Copley Scientific Launches Two New Products for MDI Testing

Products enable testing in accordance with methods described in new USP monograph.
Jan 24, 2014
By PharmTech Editors

Copley Scientific has launched two new products that enable metered-dose inhalers (MDI) testing according to methods outlined in a new USP monograph, currently in draft form. The USP monograph describes MDI testing using spacers and valved holding chambers (VHCs). These are devices used to help patients with poor coordination as well as young children.

According to Copley Scientific, its new BAC 2000 breath actuated controller and BRS 1100 breathing simulator, in combination, support closely controlled testing under the representative conditions for neonate, infant, child and/or adult patients in line with the new monograph.

MDIs provide a cheap and efficient way of delivering therapeutics to the lungs; however, patients must be able to coordinate operation of the MDI with inhalation. Coordination can be a problem in certain patient groups, especially paediatrics. In such cases, spacers or VHCs are used. These devices introduce a chamber of dead volume between the MDI and the patient’s mouth. Actuation of the MDI delivers the drug into the spacer or VHC and the patient can then freely draw the drug into the lungs by inhalation.
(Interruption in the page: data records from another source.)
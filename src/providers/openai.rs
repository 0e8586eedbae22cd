// OpenAI-compatible provider implementation
//
// Groq serves an OpenAI-compatible chat completions API, so the same adapter
// covers Groq (the default second provider) and OpenAI proper. These APIs
// keep no chat state: every call carries the system message and the whole
// history.

use async_trait::async_trait;
use futures::stream::StreamExt;
use reqwest::Client;
use serde::{Deserialize, Serialize};
use std::time::Duration;
use tokio::sync::mpsc;

use super::retry::{with_retry, RetryPolicy};
use super::sse::{SseBuffer, StreamErrorEvent};
use super::types::{ContentBlock, ProviderRequest, ProviderResponse, ReplyStream, StreamChunk};
use super::{CallingConvention, LlmProvider, ProviderError};
use crate::media::TransportEncoding;

const REQUEST_TIMEOUT_SECS: u64 = 60;

pub const GROQ_BASE_URL: &str = "https://api.groq.com/openai";
pub const GROQ_DEFAULT_MODEL: &str = "meta-llama/llama-4-scout-17b-16e-instruct";
pub const OPENAI_BASE_URL: &str = "https://api.openai.com";
pub const OPENAI_DEFAULT_MODEL: &str = "gpt-4o-mini";

/// OpenAI-compatible chat completions provider
#[derive(Clone)]
pub struct OpenAIProvider {
    client: Client,
    api_key: String,
    base_url: String,
    default_model: String,
    provider_name: String,
    retry: RetryPolicy,
}

impl OpenAIProvider {
    /// Create a new Groq provider
    pub fn new_groq(api_key: String) -> Result<Self, ProviderError> {
        Self::new(api_key, GROQ_BASE_URL, GROQ_DEFAULT_MODEL, "groq")
    }

    /// Create a new OpenAI provider
    pub fn new_openai(api_key: String) -> Result<Self, ProviderError> {
        Self::new(api_key, OPENAI_BASE_URL, OPENAI_DEFAULT_MODEL, "openai")
    }

    fn new(api_key: String, base_url: &str, default_model: &str, provider_name: &str) -> Result<Self, ProviderError> {
        let client = Client::builder()
            .timeout(Duration::from_secs(REQUEST_TIMEOUT_SECS))
            .build()
            .map_err(|e| ProviderError::Transport(format!("failed to create HTTP client: {}", e)))?;

        Ok(Self {
            client,
            api_key,
            base_url: base_url.to_string(),
            default_model: default_model.to_string(),
            provider_name: provider_name.to_string(),
            retry: RetryPolicy::default(),
        })
    }

    /// Set custom model for this provider
    pub fn with_model(mut self, model: impl Into<String>) -> Self {
        self.default_model = model.into();
        self
    }

    pub fn with_base_url(mut self, url: impl Into<String>) -> Self {
        self.base_url = url.into().trim_end_matches('/').to_string();
        self
    }

    pub fn with_retry_policy(mut self, retry: RetryPolicy) -> Self {
        self.retry = retry;
        self
    }

    fn endpoint(&self) -> String {
        format!("{}/v1/chat/completions", self.base_url)
    }

    /// Convert ProviderRequest to OpenAI API format
    fn to_openai_request(&self, request: &ProviderRequest) -> Result<OpenAIRequest, ProviderError> {
        let model = if request.model.is_empty() {
            self.default_model.clone()
        } else {
            request.model.clone()
        };

        let mut messages = Vec::with_capacity(request.messages.len() + 1);

        if let Some(system) = &request.system {
            messages.push(OpenAIMessage {
                role: "system".to_string(),
                content: OpenAIContent::Text(system.clone()),
            });
        }

        for msg in &request.messages {
            let content = if msg.has_image() {
                let mut parts = Vec::with_capacity(msg.content.len());
                for block in &msg.content {
                    match block {
                        ContentBlock::Text { text } => {
                            if !text.is_empty() {
                                parts.push(OpenAIContentPart::Text { text: text.clone() });
                            }
                        }
                        ContentBlock::Image { source } => parts.push(OpenAIContentPart::ImageUrl {
                            image_url: OpenAIImageUrl {
                                url: source.data_uri(),
                            },
                        }),
                    }
                }
                OpenAIContent::Parts(parts)
            } else {
                let text = msg.text();
                if text.trim().is_empty() {
                    continue;
                }
                OpenAIContent::Text(text)
            };

            messages.push(OpenAIMessage {
                role: msg.role.as_str().to_string(),
                content,
            });
        }

        Ok(OpenAIRequest {
            model,
            messages,
            max_tokens: Some(request.max_tokens),
            temperature: request.temperature,
            stream: request.stream,
        })
    }

    async fn post(&self, body: &OpenAIRequest) -> Result<reqwest::Response, ProviderError> {
        let response = self
            .client
            .post(self.endpoint())
            .header("Authorization", format!("Bearer {}", self.api_key))
            .header("content-type", "application/json")
            .json(body)
            .send()
            .await?;

        let status = response.status();
        if !status.is_success() {
            let error_body = response.text().await.unwrap_or_default();
            return Err(ProviderError::from_status(&self.provider_name, status.as_u16(), error_body));
        }

        Ok(response)
    }

    /// Send a single message request (no retry)
    async fn send_message_once(&self, request: &ProviderRequest) -> Result<ProviderResponse, ProviderError> {
        let mut body = self.to_openai_request(request)?;
        body.stream = false;

        tracing::debug!(
            provider = %self.provider_name,
            model = %body.model,
            messages = body.messages.len(),
            images = request.image_count(),
            "Sending chat completion request"
        );

        let response = self.post(&body).await?;
        let completion: OpenAIResponse = response
            .json()
            .await
            .map_err(|e| ProviderError::InvalidResponse(e.to_string()))?;

        let choice = completion
            .choices
            .into_iter()
            .next()
            .ok_or(ProviderError::EmptyResponse)?;

        Ok(ProviderResponse {
            id: completion.id.unwrap_or_default(),
            model: completion.model.unwrap_or(body.model),
            text: choice.message.content.unwrap_or_default(),
            stop_reason: choice.finish_reason,
            provider: self.provider_name.clone(),
        })
    }

    /// Send a message with streaming response (no retry)
    async fn send_message_stream_once(&self, request: &ProviderRequest) -> Result<ReplyStream, ProviderError> {
        let mut body = self.to_openai_request(request)?;
        body.stream = true;

        tracing::debug!(
            provider = %self.provider_name,
            model = %body.model,
            messages = body.messages.len(),
            images = request.image_count(),
            "Sending streaming chat completion request"
        );

        let response = self.post(&body).await?;
        let provider = self.provider_name.clone();
        let (tx, rx) = mpsc::channel(100);

        tokio::spawn(async move {
            let mut stream = response.bytes_stream();
            let mut sse = SseBuffer::new();
            let mut stop_reason = None;

            'read: while let Some(chunk) = stream.next().await {
                let bytes = match chunk {
                    Ok(bytes) => bytes,
                    Err(e) => {
                        tracing::warn!(provider = %provider, error = %e, "Stream interrupted");
                        let _ = tx.send(Err(ProviderError::from(e))).await;
                        return;
                    }
                };

                for payload in sse.push(&bytes) {
                    if payload == "[DONE]" {
                        tracing::debug!(provider = %provider, "Received [DONE]");
                        break 'read;
                    }
                    if !emit_openai_event(&payload, &tx, &mut stop_reason, &provider).await {
                        return;
                    }
                }
            }

            if let Some(payload) = sse.finish() {
                if payload != "[DONE]" && !emit_openai_event(&payload, &tx, &mut stop_reason, &provider).await {
                    return;
                }
            }

            let _ = tx.send(Ok(StreamChunk::Done { stop_reason })).await;
        });

        Ok(rx)
    }
}

/// Forward the delta text of one SSE payload. Returns false when the stream
/// must stop: the provider sent an error event or the receiver has gone away.
async fn emit_openai_event(
    payload: &str,
    tx: &mpsc::Sender<Result<StreamChunk, ProviderError>>,
    stop_reason: &mut Option<String>,
    provider: &str,
) -> bool {
    let event: OpenAIStreamChunk = match serde_json::from_str(payload) {
        Ok(event) => event,
        Err(e) => {
            tracing::debug!(error = %e, "Skipping unparseable stream event");
            return true;
        }
    };

    if let Some(error) = event.error {
        let error = error.into_provider_error(provider);
        tracing::warn!(provider = %provider, error = %error, "Stream reported an error");
        let _ = tx.send(Err(error)).await;
        return false;
    }

    for choice in event.choices {
        if let Some(text) = choice.delta.content {
            if !text.is_empty() && tx.send(Ok(StreamChunk::TextDelta(text))).await.is_err() {
                return false;
            }
        }
        if choice.finish_reason.is_some() {
            *stop_reason = choice.finish_reason;
        }
    }
    true
}

#[async_trait]
impl LlmProvider for OpenAIProvider {
    async fn send_message(&self, request: &ProviderRequest) -> Result<ProviderResponse, ProviderError> {
        with_retry(self.retry, || self.send_message_once(request)).await
    }

    async fn send_message_stream(&self, request: &ProviderRequest) -> Result<ReplyStream, ProviderError> {
        with_retry(self.retry, || self.send_message_stream_once(request)).await
    }

    fn name(&self) -> &str {
        &self.provider_name
    }

    fn default_model(&self) -> &str {
        &self.default_model
    }

    fn convention(&self) -> CallingConvention {
        CallingConvention::Stateless
    }

    fn preferred_image_encoding(&self) -> TransportEncoding {
        TransportEncoding::DataUri
    }

    fn credential_configured(&self) -> bool {
        !self.api_key.trim().is_empty()
    }
}

// OpenAI API types

#[derive(Debug, Clone, Serialize)]
struct OpenAIRequest {
    model: String,
    messages: Vec<OpenAIMessage>,
    #[serde(skip_serializing_if = "Option::is_none")]
    max_tokens: Option<u32>,
    #[serde(skip_serializing_if = "Option::is_none")]
    temperature: Option<f32>,
    stream: bool,
}

#[derive(Debug, Clone, Serialize)]
struct OpenAIMessage {
    role: String,
    content: OpenAIContent,
}

/// Plain string for text-only turns, a parts array when an image is attached.
#[derive(Debug, Clone, Serialize)]
#[serde(untagged)]
enum OpenAIContent {
    Text(String),
    Parts(Vec<OpenAIContentPart>),
}

#[derive(Debug, Clone, Serialize)]
#[serde(tag = "type", rename_all = "snake_case")]
enum OpenAIContentPart {
    Text { text: String },
    ImageUrl { image_url: OpenAIImageUrl },
}

#[derive(Debug, Clone, Serialize)]
struct OpenAIImageUrl {
    url: String,
}

#[derive(Debug, Clone, Deserialize)]
struct OpenAIResponse {
    #[serde(default)]
    id: Option<String>,
    #[serde(default)]
    model: Option<String>,
    #[serde(default)]
    choices: Vec<OpenAIChoice>,
}

#[derive(Debug, Clone, Deserialize)]
struct OpenAIChoice {
    message: OpenAIResponseMessage,
    #[serde(default)]
    finish_reason: Option<String>,
}

#[derive(Debug, Clone, Deserialize)]
struct OpenAIResponseMessage {
    #[serde(default)]
    content: Option<String>,
}

#[derive(Debug, Clone, Deserialize)]
struct OpenAIStreamChunk {
    #[serde(default)]
    choices: Vec<OpenAIStreamChoice>,
    #[serde(default)]
    error: Option<StreamErrorEvent>,
}

#[derive(Debug, Clone, Deserialize)]
struct OpenAIStreamChoice {
    #[serde(default)]
    delta: OpenAIDelta,
    #[serde(default)]
    finish_reason: Option<String>,
}

#[derive(Debug, Clone, Default, Deserialize)]
struct OpenAIDelta {
    #[serde(default)]
    content: Option<String>,
}

#[cfg(test)]
mod tests {
    use super::*;
    use crate::media::TransportPayload;
    use crate::providers::{Message, Role};

    #[test]
    fn test_groq_defaults() {
        let p = OpenAIProvider::new_groq("gsk_test".to_string()).unwrap();
        assert_eq!(p.name(), "groq");
        assert_eq!(p.default_model(), GROQ_DEFAULT_MODEL);
        assert_eq!(p.endpoint(), "https://api.groq.com/openai/v1/chat/completions");
        assert_eq!(p.convention(), CallingConvention::Stateless);
        assert_eq!(p.preferred_image_encoding(), TransportEncoding::DataUri);
    }

    #[test]
    fn test_openai_defaults() {
        let p = OpenAIProvider::new_openai("sk-test".to_string()).unwrap();
        assert_eq!(p.name(), "openai");
        assert_eq!(p.endpoint(), "https://api.openai.com/v1/chat/completions");
    }

    #[test]
    fn test_system_message_comes_first() {
        let p = OpenAIProvider::new_groq("k".to_string()).unwrap();
        let request = ProviderRequest::new(vec![Message::user("hola"), Message::assistant("¡Hola!")])
            .with_system("Eres MateTutor");
        let body = serde_json::to_value(p.to_openai_request(&request).unwrap()).unwrap();

        let messages = body["messages"].as_array().unwrap();
        assert_eq!(messages.len(), 3);
        assert_eq!(messages[0]["role"], "system");
        assert_eq!(messages[0]["content"], "Eres MateTutor");
        assert_eq!(messages[1]["role"], "user");
        assert_eq!(messages[2]["role"], "assistant");
        assert_eq!(body["model"], GROQ_DEFAULT_MODEL);
    }

    #[test]
    fn test_image_turn_uses_content_parts() {
        let p = OpenAIProvider::new_groq("k".to_string()).unwrap();
        let uri = "data:image/jpeg;base64,/9j/AA==".to_string();
        let request = ProviderRequest::new(vec![Message::with_content(
            Role::User,
            vec![
                ContentBlock::text("¿cómo empiezo?"),
                ContentBlock::image(TransportPayload::DataUri(uri.clone())),
            ],
        )]);
        let body = serde_json::to_value(p.to_openai_request(&request).unwrap()).unwrap();

        let parts = &body["messages"][0]["content"];
        assert_eq!(parts[0]["type"], "text");
        assert_eq!(parts[0]["text"], "¿cómo empiezo?");
        assert_eq!(parts[1]["type"], "image_url");
        assert_eq!(parts[1]["image_url"]["url"], uri.as_str());
    }

    #[test]
    fn test_blank_text_messages_are_skipped() {
        let p = OpenAIProvider::new_groq("k".to_string()).unwrap();
        let request = ProviderRequest::new(vec![Message::user("  "), Message::user("x")]);
        let body = p.to_openai_request(&request).unwrap();
        assert_eq!(body.messages.len(), 1);
    }

    #[test]
    fn test_stream_chunk_parsing() {
        let raw = r#"{"id":"c1","choices":[{"index":0,"delta":{"content":"¿Qué"},"finish_reason":null}]}"#;
        let chunk: OpenAIStreamChunk = serde_json::from_str(raw).unwrap();
        assert_eq!(chunk.choices[0].delta.content.as_deref(), Some("¿Qué"));

        let role_only = r#"{"choices":[{"delta":{"role":"assistant"}}]}"#;
        let chunk: OpenAIStreamChunk = serde_json::from_str(role_only).unwrap();
        assert!(chunk.choices[0].delta.content.is_none());
    }
}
The patient’s breathing profile will affect drug delivery to the lungs from the spacer or VHC, as noted in the new monograph. Moreover, there is potential for variability in drug delivery efficiency arising from the time delay between actuation of the MDI and inhalation. The new monograph provides guidance on new test conditions, designed to capture the “as inhaled” characteristics of the dose under representative conditions.

The BAC 2000 is a timer-controlled two-way solenoid valve. It provides near instantaneous starting and stopping of the air flow during testing and has both delay and inhaled time functions. The delay feature allows sampling of the aerosol from the spacer or VHC to start a defined time after actuation of the MDI. The BAC 2000 can also be useful for controlling the duration for which nebulizer sampling is conducted and for actuating breath-actuated MDIs during testing. It can be used for both dose uniformity testing and for aerodynamic particle size measurement by cascade impaction, where appropriate.

The BRS 1100 is a simple, microprocessor controlled breathing simulator designed to generate the breathing profiles specified by USP and Ph.Eur. for dose uniformity testing of nebulizers and, in the case of the new draft USP monograph, for MDIs with spacers and VHCs. Neonate, infant, child and adult profiles can all be precisely generated by varying tidal volume, frequency, duration and inhalation/exhalation ratio. Starting the breathing cycle at the point of inhalation or exhalation can also be controlled as required for the testing of MDIs with spacers and VHCs, when comparing fully coordinated and uncoordinated use.